Exercises

Consider the following tree:
1. Explain why it is not a binary search tree.
  
  Solution
  
  The left child of the node with value 13 has value 14, which is greater than 13, hence violating the binary search tree principle that values in the left sub-tree should be strictly less than the value in the root of the subtree.
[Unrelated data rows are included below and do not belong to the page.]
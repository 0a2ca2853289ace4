use tabular_normalizer::ingestion::normalize;
use tabular_normalizer::types::{LineTerminator, RawFile, TableSource};
use tabular_normalizer::FailureKind;

fn csv(name: &str, body: &[u8]) -> RawFile {
    RawFile::new(name, body.to_vec())
}

#[test]
fn simple_comma_table_is_recovered_as_is() {
    let table = normalize(&csv("simple.csv", b"a,b,c\n1,2,3\n4,5,6\n7,8,9\n")).unwrap();

    assert_eq!(table.header(), ["a", "b", "c"]);
    assert_eq!(table.row_count(), 3);
    assert_eq!(table.rows()[2], ["7", "8", "9"]);
    assert_eq!(table.dialect().unwrap().delimiter, b',');
    assert!(!table.quality().is_degraded());
}

#[test]
fn metadata_preamble_is_skipped() {
    let body = "Relevé d'opérations;Compte 0042\n\
                Période;01/2024\n\
                \n\
                Date;Libellé;Montant;Devise\n\
                02/01/2024;Loyer;-850,00;EUR\n\
                03/01/2024;Salaire;2100,00;EUR\n\
                05/01/2024;Courses;-64,30;EUR\n\
                08/01/2024;Électricité;-48,12;EUR\n\
                09/01/2024;Remboursement;15,00;EUR\n";
    let table = normalize(&csv("releve.csv", body.as_bytes())).unwrap();

    assert_eq!(table.header(), ["Date", "Libellé", "Montant", "Devise"]);
    assert_eq!(table.row_count(), 5);
    assert_eq!(table.rows()[3][1], "Électricité");
    match table.source() {
        TableSource::Csv { preamble_lines, encoding, .. } => {
            assert_eq!(*preamble_lines, 2);
            assert_eq!(encoding.name(), "UTF-8");
        }
        other => panic!("unexpected source: {other:?}"),
    }
}

#[test]
fn semicolon_wins_an_exact_tie_with_comma() {
    let table = normalize(&csv("tie.csv", b"a;b,c\n1;2,3\n4;5,6\n")).unwrap();

    assert_eq!(table.dialect().unwrap().delimiter, b';');
    assert_eq!(table.header(), ["a", "b,c"]);
    assert_eq!(table.rows()[1], ["4", "5,6"]);
}

#[test]
fn latin1_export_is_decoded_as_windows_1252() {
    let body = b"Nom;Pr\xe9nom;Ville\nDupont;Andr\xe9;Orl\xe9ans\nMartin;Zo\xe9;S\xe8te\n";
    let table = normalize(&csv("latin1.csv", body)).unwrap();

    assert_eq!(table.encoding().unwrap().name(), "windows-1252");
    assert!(!table.quality().low_confidence_encoding);
    assert_eq!(table.header(), ["Nom", "Prénom", "Ville"]);
    assert_eq!(table.rows()[1], ["Martin", "Zoé", "Sète"]);
}

#[test]
fn mostly_utf8_with_stray_bytes_falls_back_and_is_flagged() {
    let mut body = String::from("nom;ville\n");
    for _ in 0..10 {
        body.push_str("José;Besançon\n");
    }
    let mut bytes = body.into_bytes();
    bytes.extend_from_slice(b"Ren\xff;Lyon\n");

    let table = normalize(&csv("mixed.csv", &bytes)).unwrap();

    assert!(table.quality().low_confidence_encoding);
    assert!(table.quality().decode_error.is_some());
    assert!(table.quality().is_degraded());
    assert_eq!(table.encoding().unwrap().name(), "windows-1252");
    assert_eq!(table.row_count(), 11);
}

#[test]
fn short_and_long_rows_are_flagged() {
    let body = b"a;b;c\n1;2;3\n4;5;6\n7;8\n9;10;11;12\n13;14;15\n";
    let table = normalize(&csv("ragged.csv", body)).unwrap();

    assert_eq!(table.row_count(), 5);
    assert_eq!(table.rows()[2], ["7", "8", ""]);
    assert_eq!(table.rows()[3], ["9", "10", "11"]);
    let q = table.quality();
    assert!(q.row_length_mismatch);
    assert_eq!(q.padded_rows, 1);
    assert_eq!(q.truncated_rows, 1);
    assert!(table.is_consistent());
}

#[test]
fn trailing_delimiters_do_not_widen_the_table() {
    let table = normalize(&csv("trailing.csv", b"a;b;\n1;2;\n3;4;\n")).unwrap();

    assert_eq!(table.header(), ["a", "b"]);
    assert_eq!(table.row_count(), 2);
    assert!(!table.quality().row_length_mismatch);
}

#[test]
fn optional_last_column_keeps_the_real_header() {
    let table = normalize(&csv("notes.csv", b"id;name;note\n1;Ada;\n2;Bob;\n3;Cy;\n4;Di;vip\n")).unwrap();

    assert_eq!(table.header(), ["id", "name", "note"]);
    assert_eq!(table.row_count(), 4);
    assert_eq!(table.rows()[0], ["1", "Ada", ""]);
    assert_eq!(table.rows()[3], ["4", "Di", "vip"]);
    assert!(!table.quality().is_degraded());

    let table = normalize(&csv("notes.csv", b"id;name;note\n1;Ada;\n2;Bob;x\n3;Cy;\n4;Di;vip\n")).unwrap();
    assert_eq!(table.header(), ["id", "name", "note"]);
    assert!(!table.quality().no_header_detected);
    assert_eq!(table.rows()[1], ["2", "Bob", "x"]);
}

#[test]
fn wider_block_after_the_table_stays_data() {
    let body = b"a;b\n1;2\n3;4\n5;6\nTotal;x;y;z\nTotal;x;y;z\nTotal;x;y;z\n";
    let table = normalize(&csv("footer.csv", body)).unwrap();

    assert_eq!(table.header(), ["a", "b"]);
    assert_eq!(table.row_count(), 6);
    assert_eq!(table.rows()[0], ["1", "2"]);
    assert_eq!(table.rows()[3], ["Total", "x"]);
    assert!(table.quality().row_length_mismatch);
    assert_eq!(table.quality().truncated_rows, 3);
    match table.source() {
        TableSource::Csv { preamble_lines, .. } => assert_eq!(*preamble_lines, 0),
        other => panic!("unexpected source: {other:?}"),
    }
}

#[test]
fn bank_remittance_export_skips_its_metadata_blocks() {
    let text = "DATE DE L\u{b4}EXPORT :;06/05/2025 14:42:10\r\n\
                ECRAN :;LISTE DES OPERATIONS D\u{b4}UNE REMISE;\r\n\
                REF : FR59ZZZ86395E-412556;LIBELLE : PRINC. *5264*\r\n\
                COMPTE : FR76 3000 4008 2800 0132 9526 476;TYPE : Pr\u{e9}l\u{e8}vement standard\r\n\
                STATUT : A valider\r\n\
                \r\n\
                Ech\u{e9}ance le :;07/05/2025\r\n\
                Montant total :;285,30 EUR\r\n\
                Nombre de pr\u{e9}l\u{e8}vement(s) :;2\r\n\
                \r\n\
                Liste des op\u{e9}rations\r\n\
                D\u{e9}biteur;R\u{e9}f\u{e9}rence;Compte ;Montant;Devise;Statut\r\n\
                Viet To Wok;0022-83858785500019-ABO-0525-15719;FR76 3000 3014 5000 0270 3328 526;27;EUR;Accept\u{e9};\r\n\
                Bijouterie L'Or en Scene Centre-Ville;0022-39828770600038-ABO-0525-15722;FR76 3000 4003 3600 0101 1190 332;15,3;EUR;Accept\u{e9};\r\n";
    let (bytes, _, unmappable) = encoding_rs::WINDOWS_1252.encode(text);
    assert!(!unmappable);

    let table = normalize(&csv("LISTE_OPERATIONS_20250506_1442.csv", &bytes)).unwrap();

    assert_eq!(
        table.header(),
        ["Débiteur", "Référence", "Compte", "Montant", "Devise", "Statut"]
    );
    assert_eq!(table.row_count(), 2);
    assert_eq!(table.rows()[1][0], "Bijouterie L'Or en Scene Centre-Ville");
    assert_eq!(table.rows()[1][5], "Accepté");
    assert!(!table.quality().is_degraded());
    match table.source() {
        TableSource::Csv { encoding, dialect, preamble_lines } => {
            assert_eq!(encoding.name(), "windows-1252");
            assert_eq!(dialect.delimiter, b';');
            assert_eq!(dialect.terminator, LineTerminator::CrLf);
            assert_eq!(*preamble_lines, 9);
        }
        other => panic!("unexpected source: {other:?}"),
    }
}

#[test]
fn single_quoted_fields_keep_their_commas() {
    let table = normalize(&csv("quoted.csv", b"'a,b'|'c'\n'd,e'|'f'\n'g'|'h,i'\n")).unwrap();

    assert_eq!(table.dialect().unwrap().delimiter, b'|');
    assert_eq!(table.header(), ["a,b", "c"]);
    assert_eq!(table.rows()[1], ["g", "h,i"]);
}

#[test]
fn quoted_delimiters_stay_inside_their_field() {
    let table = normalize(&csv("quoted.csv", b"id;comment\n1;\"a;b\"\n2;\"c\"\n3;d\n")).unwrap();

    assert_eq!(table.rows()[0], ["1", "a;b"]);
    assert_eq!(table.rows()[1], ["2", "c"]);
}

#[test]
fn utf8_bom_is_stripped_from_the_header() {
    let table = normalize(&csv("bom.csv", "\u{FEFF}id;name\n1;Zoé\n2;Léa\n".as_bytes())).unwrap();

    assert_eq!(table.header(), ["id", "name"]);
    assert_eq!(table.encoding().unwrap().name(), "UTF-8");
    assert!((table.encoding().unwrap().confidence - 1.0).abs() < f32::EPSILON);
}

#[test]
fn crlf_terminators_are_detected() {
    let table = normalize(&csv("crlf.csv", b"a;b\r\n1;2\r\n3;4\r\n")).unwrap();

    assert_eq!(table.dialect().unwrap().terminator, LineTerminator::CrLf);
    assert_eq!(table.rows()[1], ["3", "4"]);
}

#[test]
fn unstable_field_counts_become_a_headerless_table() {
    let table = normalize(&csv("noheader.csv", b"1;2\n3;4;5\n6;7\n8;9;10\n")).unwrap();

    assert!(table.quality().no_header_detected);
    assert_eq!(table.header(), ["column_1", "column_2"]);
    assert_eq!(table.row_count(), 4);
    assert_eq!(table.rows()[0], ["1", "2"]);
}

#[test]
fn single_line_file_is_a_header_without_rows() {
    let table = normalize(&csv("one.csv", b"a|b|c\n")).unwrap();

    assert_eq!(table.header(), ["a", "b", "c"]);
    assert_eq!(table.row_count(), 0);
}

#[test]
fn empty_and_blank_files_fail_as_empty() {
    for body in [&b""[..], b"\n\n", b"  \r\n ;; \n"] {
        let err = normalize(&csv("empty.csv", body)).unwrap_err();
        assert_eq!(err.kind(), FailureKind::EmptyFile, "body {body:?}");
    }
}

#[test]
fn text_without_any_delimiter_is_unsniffable() {
    let err = normalize(&csv("prose.csv", b"hello world\nthis is not\na table at all\n")).unwrap_err();

    assert_eq!(err.kind(), FailureKind::UnsniffableDialect);
    assert!(err.message().is_some());
    assert!(err.to_string().starts_with("prose.csv: "));
}

#[test]
fn normalization_is_deterministic() {
    let raw = csv("again.csv", b"Export\nid;v\n1;a\n2;b\n3;c\n");
    let first = normalize(&raw).unwrap();
    let second = normalize(&raw).unwrap();

    assert_eq!(first, second);
}
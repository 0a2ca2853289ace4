//! `tabular-normalizer` turns heterogeneous tabular exports (CSV, XLS, XLSX) into a uniform
//! in-memory [`types::NormalizedTable`]: one header row, data rows of the same width.
//!
//! The primary entrypoint is [`ingestion::normalize`], which picks the format from the file's
//! declared extension (or you can force a format via [`ingestion::NormalizeOptions`]).
//!
//! ## What gets detected
//!
//! For delimited text nothing is taken on trust:
//!
//! - **Encoding**: UTF-8 vs Windows-1252 (Latin-1 superset), scored over a bounded sample.
//!   A byte-order mark wins outright. Below the confidence threshold the Windows-1252 fallback
//!   is used and [`types::QualityFlags::low_confidence_encoding`] is set.
//! - **Dialect**: delimiter among `;`, `,`, tab and `|`, chosen by per-line count consistency.
//!   Exact ties go to `;`, the common separator of European exports.
//! - **Preamble**: metadata lines above the table are skipped; the header is the first record
//!   that starts a run of records with a stable field count. Trailing empty fields may be
//!   padded or dropped to fit, and a `key;value` block cut off by a title line is skipped when
//!   a wider table follows it.
//!
//! Workbooks are read with `calamine` (feature `excel`, on by default). Only the first sheet
//! is read.
//!
//! Degraded-but-usable results are returned as tables with [`types::QualityFlags`] raised.
//! Unusable inputs are returned as an [`IngestionFailure`] with a [`FailureKind`].
//!
//! ## Quick example
//!
//! ```rust
//! use tabular_normalizer::ingestion::normalize;
//! use tabular_normalizer::types::RawFile;
//!
//! let raw = RawFile::new("prelevements.csv", b"Date;Montant\n2024-01-02;10,50\n2024-01-03;7\n".to_vec());
//! let table = normalize(&raw).unwrap();
//! assert_eq!(table.header(), ["Date", "Montant"]);
//! assert_eq!(table.rows()[0], ["2024-01-02", "10,50"]);
//! assert!(!table.quality().is_degraded());
//! ```
//!
//! ## Batches
//!
//! ```no_run
//! use tabular_normalizer::execution::{BatchEngine, BatchOptions};
//! use tabular_normalizer::report::{inspection_rows, to_json};
//!
//! # fn main() -> Result<(), Box<dyn std::error::Error>> {
//! let engine = BatchEngine::new(BatchOptions::default())?;
//! let outcomes = engine.inspect_directory("exports/", true)?;
//! println!("{}", to_json(&inspection_rows(&outcomes))?);
//! # Ok(())
//! # }
//! ```
//!
//! ## Modules
//!
//! - [`ingestion`]: unified entrypoint, CSV/Excel normalizers, observers
//! - [`detection`]: encoding, dialect and preamble detectors
//! - [`types`]: raw file, detection results, quality flags, normalized table
//! - [`execution`]: parallel batch normalization and directory scanning
//! - [`report`]: flat per-file summaries
//! - [`error`]: error types used across normalization

pub mod detection;
pub mod error;
pub mod execution;
pub mod ingestion;
pub mod report;
pub mod types;

pub use error::{FailureKind, IngestionFailure, NormalizeError, NormalizeResult};
pub use ingestion::normalize;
The same goes for 12.
2. Pick one among inorder, preorder and postorder traversal, and give
  1. A brief description of how it proceeds,
    Solution
    
    One among the following:
    - Inorder traversal processes (recursively) first the left subtree, then the data at the root, then the right subtree.
    - Preorder traversal processes (recursively) first the data at the root, then the left subtree, then the right subtree.
    - Postorder traversal processes (recursively) first the left subtree, then the right subtree, then the data at the root.
  2. What it would produce for the given tree.
    Solution
    
    One among the following:
    - Inorder gives 6, 10, 14, 13, 12
    - Preorder gives 10, 6, 13, 14, 12
    - Postorder gives 6, 14, 12, 13, 10
Consider the following AVL tree:
1. Give its inorder traversal.
  
  Solution
  
  8, 9, 10, 13, 15, 25
2. Give an order in which the values could have been inserted (for example, even if this is incorrect, “9, 13, 25, …”) to obtain this tree.
  Solution
  
  The values could have been inserted as
  - 10, 8, 15, 9, 13, 25
  - 10, 15, 8, 9, 13, 25 (permuting 15 and 8),
  - 10, 8, 15, 13, 25, 9 (permuting 13, 25, and 9),
  or some other variations: the important aspects are:
  1. Start with 10,
  2. Do not, while inserting the tree, make it un-balanced (otherwise, the tree would re-balance itself and 10 would not be the root).
  If one wants to leverage re-balancing of the tree, then we can use the following sequence:
  - 15, 13, 25, 10, 8, 9
  Indeed, the tree remains balanced until 9 is inserted: inserting 9 triggers a re-balancing that actually produce the tree given as an example. An example of an incorrect sequence could be
  - 15, 13, 8, 9, 25, 10,
  as this produces a tree with 13 at its root.
3. Draw next to the drawing the tree obtained after 10 was removed.
  Solution
  
  There are two strategies after the root was removed:
  - Replacing it with the greatest value on the sub-tree to the left,
  - Replacing it with the lowest value on the sub-tree to the right.
  The second strategy, which is the one implemented in the lecture notes, gives:

Consider the following implementation of “random” binary trees:

public class RBTree<T>
{
 
private class Node
    {
    public T Data { get; set; }
    public Node left;
    public Node right;
    public Node(
        T dataP = default(T),
        Node leftP = null,
        Node rightP = null
        )
        {
            Data = dataP;
            left = leftP;
            right = rightP;
        }
    }
 
private Node root;
 
public RBTree()
    {
        root = null;
    }
 
public void Insert(T dataP)
    {
        root = Insert(dataP, root);
    }
 
private Node Insert(T dataP, Node nodeP)
    {
        if (nodeP == null)
        {
            return new Node(dataP, null, null);
        }
        else
        {
            Random gen = new Random();
            if(gen.NextDouble() > 0.5)
            {
                nodeP.left = Insert(dataP, nodeP.left);
            }
            else
            {
                nodeP.right = Insert(dataP, nodeP.right);
            }
        }
        return nodeP;
    }
}

Note that the Insert(T dataP, Node nodeP) method uses the gen.NextDouble() > 0.5 test that will be randomly true half of the time, and false the other half.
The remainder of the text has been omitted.